The sweetness of precarious happiness

Shocking Paris: Soutine, Chagall and the Outsiders of Montparnasse Stanley Meisler,Palgrave MacMillan 2015, Léon Blum, Prime Minister, Socialist, Zionist,

There is an achingly poignant, telling moment in Shocking Paris, when Gerda Michaelis Groth – a young refugee who had sought sanctuary in France from Germany’s ruling Nazis – recalls the anxious, tense days prior to the outbreak of World War II. 

She and the tempestuous, moody painter Chaim Soutine were in love, living in the idyllic, sylvan splendour far south of Paris near Civry-sur-Surein. Gerda was attempting to restore Soutine to full health from severely debilitating stomach ulcers. Through the powerfully recuperative combination of her tender ministrations, fresh country air and the uncluttered, quiet, calm nature of their lives in the green and gold countryside, Soutine started to heal.

“Soutine and I lived from day to day, enjoying the hours that flowed, the pleasure of being together, the sweetness of precarious happiness. [My emphasis] We had willingly abolished our past, and we closed our eyes on the future.”

In this one precious nugget of paradox  – the sweetness of precarious happiness  – Gerda conveys the compressed truth of Stanley Meisler’s book. 

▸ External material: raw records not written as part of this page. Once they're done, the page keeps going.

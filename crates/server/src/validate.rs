// SPDX-License-Identifier: BUSL-1.1
// Copyright (c) 2026 Alfred Jean LLC

//! The mission YAML schema: generated once from the same [`Mission`]
//! type the decoder parses into, so the published schema and the
//! decoder can never drift apart. Incoming documents are checked
//! against it before the typed decode is attempted, so a schema
//! violation and a decode error are never confused with each other.

use crate::error::ServerError;
use jsonschema::JSONSchema;
use mx_mission::Mission;
use schemars::schema_for;
use serde_json::Value;
use std::sync::OnceLock;

/// The JSON Schema served at `GET /missions/schema`.
pub fn schema_value() -> &'static Value {
    static SCHEMA: OnceLock<Value> = OnceLock::new();
    SCHEMA.get_or_init(|| serde_json::to_value(schema_for!(Mission)).expect("schema serializes"))
}

fn compiled_schema() -> &'static JSONSchema {
    static COMPILED: OnceLock<JSONSchema> = OnceLock::new();
    COMPILED.get_or_init(|| JSONSchema::compile(schema_value()).expect("generated schema is itself valid JSON Schema"))
}

/// Check a YAML document against the published schema. Does not attempt
/// the typed decode — callers that need the parsed tree still call
/// [`Mission::parse`] afterward.
pub fn validate_yaml(yaml: &str) -> Result<(), ServerError> {
    let instance: Value = serde_yaml::from_str(yaml)?;
    if let Err(errors) = compiled_schema().validate(&instance) {
        let joined = errors.map(|e| e.to_string()).collect::<Vec<_>>().join("; ");
        return Err(ServerError::SchemaViolation(joined));
    }
    Ok(())
}

#[cfg(test)]
#[path = "validate_tests.rs"]
mod tests;
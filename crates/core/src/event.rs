// SPDX-License-Identifier: BUSL-1.1
// Copyright (c) 2026 Alfred Jean LLC

//! The event log.
//!
//! `EventKind` is the fixed dictionary of run-log entry types.
//!
//! `Event` is the larger, store-facing fact type: every mutation the
//! backing store accepts — mission/script/run bookkeeping as well as
//! individual run-log entries — is one `Event` variant, so the write-ahead
//! log and the in-memory materialized view (see `mx-store`) only ever
//! need to replay one kind of thing.

use crate::ids::{RunId, ScriptId};
use serde::{Deserialize, Serialize};

/// One entry in a run's append-only event log.
#[derive(Debug, Clone, PartialEq, Eq, Serialize, Deserialize)]
#[serde(rename_all = "snake_case")]
pub enum EventKind {
    Start,
    Step,
    Result,
    Lock,
    Unlock,
    Exception,
    Completion,
    /// Any kind not in the fixed dictionary above; the dictionary is
    /// expanded on first use rather than rejecting unknown kinds.
    Custom(String),
}

impl std::fmt::Display for EventKind {
    fn fmt(&self, f: &mut std::fmt::Formatter<'_>) -> std::fmt::Result {
        match self {
            EventKind::Start => f.write_str("start"),
            EventKind::Step => f.write_str("step"),
            EventKind::Result => f.write_str("result"),
            EventKind::Lock => f.write_str("lock"),
            EventKind::Unlock => f.write_str("unlock"),
            EventKind::Exception => f.write_str("exception"),
            EventKind::Completion => f.write_str("completion"),
            EventKind::Custom(name) => f.write_str(name),
        }
    }
}

/// A durable fact the backing store has accepted.
///
/// `#[serde(tag = "type")]` gives each variant a stable on-disk name for
/// the write-ahead log; field order here is replay order, not wire order.
#[derive(Debug, Clone, Serialize, Deserialize)]
#[serde(tag = "type")]
pub enum Event {
    /// A mission was created (first reference to `name`, before any script exists).
    #[serde(rename = "mission:created")]
    MissionCreated { name: String, created_ms: u64 },

    /// A (name, version) script body was accepted. Immutable once written.
    #[serde(rename = "mission:script-added")]
    ScriptAdded {
        id: ScriptId,
        mission: String,
        version: String,
        body: String,
        created_ms: u64,
    },

    /// The mission's currently-selected script pointer changed.
    #[serde(rename = "mission:script-set")]
    CurrentScriptSet { mission: String, script_id: ScriptId },

    /// The mission's currently-selected script pointer was cleared (soft-delete).
    #[serde(rename = "mission:script-cleared")]
    CurrentScriptCleared { mission: String },

    #[serde(rename = "mission:activated")]
    MissionActivated { mission: String },

    #[serde(rename = "mission:deactivated")]
    MissionDeactivated { mission: String },

    /// Terminal: the mission was deleted. Retained for history, hidden from
    /// active/inactive listings, surfaced only via the archived listing.
    #[serde(rename = "mission:archived")]
    MissionArchived { mission: String },

    /// A new run was created at interpreter entry.
    #[serde(rename = "run:created")]
    RunCreated { id: RunId, mission: String, script_id: ScriptId, started_ms: u64 },

    /// One entry appended to a run's event log.
    #[serde(rename = "run:logged")]
    RunLogged { run_id: RunId, kind: EventKind, payload: serde_json::Value, timestamp_ms: u64 },
}

impl Event {
    /// Stable, kebab-style name for log spans (e.g. "mission:activated").
    pub fn name(&self) -> &str {
        match self {
            Event::MissionCreated { .. } => "mission:created",
            Event::ScriptAdded { .. } => "mission:script-added",
            Event::CurrentScriptSet { .. } => "mission:script-set",
            Event::CurrentScriptCleared { .. } => "mission:script-cleared",
            Event::MissionActivated { .. } => "mission:activated",
            Event::MissionDeactivated { .. } => "mission:deactivated",
            Event::MissionArchived { .. } => "mission:archived",
            Event::RunCreated { .. } => "run:created",
            Event::RunLogged { .. } => "run:logged",
        }
    }

    /// One-line summary for structured logging.
    pub fn log_summary(&self) -> String {
        let t = self.name();
        match self {
            Event::MissionCreated { name, .. } => format!("{t} mission={name}"),
            Event::ScriptAdded { mission, version, .. } => {
                format!("{t} mission={mission} version={version}")
            }
            Event::CurrentScriptSet { mission, script_id } => {
                format!("{t} mission={mission} script={script_id}")
            }
            Event::CurrentScriptCleared { mission } => format!("{t} mission={mission}"),
            Event::MissionActivated { mission } => format!("{t} mission={mission}"),
            Event::MissionDeactivated { mission } => format!("{t} mission={mission}"),
            Event::MissionArchived { mission } => format!("{t} mission={mission}"),
            Event::RunCreated { id, mission, .. } => format!("{t} mission={mission} run={id}"),
            Event::RunLogged { run_id, kind, .. } => format!("{t} run={run_id} kind={kind}"),
        }
    }

    /// The mission this fact concerns, if any.
    pub fn mission(&self) -> Option<&str> {
        match self {
            Event::MissionCreated { name, .. } => Some(name),
            Event::ScriptAdded { mission, .. }
            | Event::CurrentScriptSet { mission, .. }
            | Event::CurrentScriptCleared { mission }
            | Event::MissionActivated { mission }
            | Event::MissionDeactivated { mission }
            | Event::MissionArchived { mission }
            | Event::RunCreated { mission, .. } => Some(mission),
            Event::RunLogged { .. } => None,
        }
    }
}

#[cfg(test)]
#[path = "event_tests.rs"]
mod tests;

Meisler has written an instructive, thoughtful book about the group of mostly Jewish immigrant artists who moved to Paris in the early decades of the last century. They and their collective works became known as the School of Paris despite the fact, as Meisler writes, “they were not a school or a movement in the usual sense. They did not try to produce a certain kind of art. Nor can an art historian discern one characteristic or another that defined them. They were simply a phenomenon of history.”

It is, of course, this tumultuous and ultimately murderous period of history that lends the touching effect to the phrase: “the sweetness of precarious happiness.” 

The artists who comprised the School of Paris wildly succeeded in the personal development of their own art and in the advancement of modern painting. But France was not very gracious in accepting them – this dynamic, high-energy group of foreign-born painters. Indeed, it is the reaction of the Parisians to the immigrant artists’ success that provides the title to Meisler’s book. “The foreign-born immigrant painters in Paris in the 1920s and 1930s made an impact on the history of art before most Parisians realized they were there. When Parisians did realize it, they were shocked that so much of their cherished world of painting was now in the hands of immigrants.”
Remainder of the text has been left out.